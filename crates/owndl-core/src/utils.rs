//! Text splitting and file helpers

use std::io::ErrorKind;
use std::path::Path;

/// Length of `text` in UTF-16 code units, the unit chat limits are counted in.
#[must_use]
pub fn utf16_len(text: &str) -> usize {
    text.chars().map(char::len_utf16).sum()
}

/// Byte offset of the first char that no longer fits into `limit` units, or
/// `None` when the whole text fits.
fn overflow_offset(text: &str, limit: usize) -> Option<usize> {
    let mut used = 0;
    text.char_indices().find_map(|(i, c)| {
        used += c.len_utf16();
        (used > limit).then_some(i)
    })
}

/// Splits off the first chunk of `text` that fits into `limit` UTF-16 units.
///
/// The cut is placed at the last whitespace inside the window (the character
/// right after the window counts too). Without any whitespace the text is cut
/// hard at the limit, never inside a character. Whitespace at the cut is
/// consumed.
fn next_chunk(text: &str, limit: usize) -> (&str, &str) {
    let Some(mut window_end) = overflow_offset(text, limit) else {
        return (text, "");
    };
    if window_end == 0 {
        // A single character wider than the limit still has to move forward
        window_end = text.chars().next().map_or(text.len(), char::len_utf8);
    }
    let search_end = text[window_end..]
        .chars()
        .next()
        .map_or(text.len(), |c| window_end + c.len_utf8());

    match text[..search_end].rfind(char::is_whitespace) {
        Some(pos) if pos > 0 => {
            let chunk = text[..pos].trim_end();
            let rest = text[pos..].trim_start();
            if chunk.is_empty() {
                (&text[..window_end], text[window_end..].trim_start())
            } else {
                (chunk, rest)
            }
        }
        _ => (&text[..window_end], text[window_end..].trim_start()),
    }
}

/// Splits `text` into chunks of at most `limit` UTF-16 units.
///
/// Text that already fits is returned as a single chunk equal to the input.
/// Longer text is split greedily on whitespace, so no chunk starts or ends
/// with whitespace and word order is preserved. Empty text yields no chunks.
#[must_use]
pub fn split_text(text: &str, limit: usize) -> Vec<String> {
    if text.is_empty() || limit == 0 {
        return Vec::new();
    }

    if utf16_len(text) <= limit {
        return vec![text.to_string()];
    }

    let mut parts = Vec::new();
    let mut rest = text.trim_start();

    while !rest.is_empty() {
        let (chunk, tail) = next_chunk(rest, limit);
        let chunk = chunk.trim_end();
        if !chunk.is_empty() {
            parts.push(chunk.to_string());
        }
        rest = tail;
    }

    parts
}

/// Cuts a caption to `limit` UTF-16 units.
///
/// Returns the caption and, when the text did not fit, the remainder with its
/// leading whitespace removed.
#[must_use]
pub fn split_caption(text: &str, limit: usize) -> (String, Option<String>) {
    if utf16_len(text) <= limit {
        return (text.to_string(), None);
    }

    let (head, tail) = next_chunk(text, limit);
    let leftover = (!tail.is_empty()).then(|| tail.to_string());
    (head.to_string(), leftover)
}

/// Returns the final path component as a lossy string.
#[must_use]
pub fn file_name(path: &Path) -> String {
    path.file_name().map_or_else(
        || path.display().to_string(),
        |name| name.to_string_lossy().into_owned(),
    )
}

/// Removes a file, treating an already missing file as success.
///
/// Returns `true` when this call removed the file.
///
/// # Errors
///
/// Returns the I/O error for anything other than `NotFound`.
pub async fn remove_file_if_exists(path: &Path) -> std::io::Result<bool> {
    match tokio::fs::remove_file(path).await {
        Ok(()) => Ok(true),
        Err(e) if e.kind() == ErrorKind::NotFound => Ok(false),
        Err(e) => Err(e),
    }
}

- What you need to do -
Go back to the listing above. Copy word for word the lines from the one with "and file helpers" through the one with "fn next_chunk(text: &str, limit: usize)", and nothing more.

- Exercise response -
//! Text splitting and file helpers

use std::io::ErrorKind;
use std::path::Path;

/// Length of `text` in UTF-16 code units, the unit chat limits are counted in.
#[must_use]
pub fn utf16_len(text: &str) -> usize {
    text.chars().map(char::len_utf16).sum()
}

/// Byte offset of the first char that no longer fits into `limit` units, or
/// `None` when the whole text fits.
fn overflow_offset(text: &str, limit: usize) -> Option<usize> {
    let mut used = 0;
    text.char_indices().find_map(|(i, c)| {
        used += c.len_utf16();
        (used > limit).then_some(i)
    })
}

/// Splits off the first chunk of `text` that fits into `limit` UTF-16 units.
///
/// The cut is placed at the last whitespace inside the window (the character
/// right after the window counts too). Without any whitespace the text is cut
/// hard at the limit, never inside a character. Whitespace at the cut is
/// consumed.
fn next_chunk(text: &str, limit: usize) -> (&str, &str) {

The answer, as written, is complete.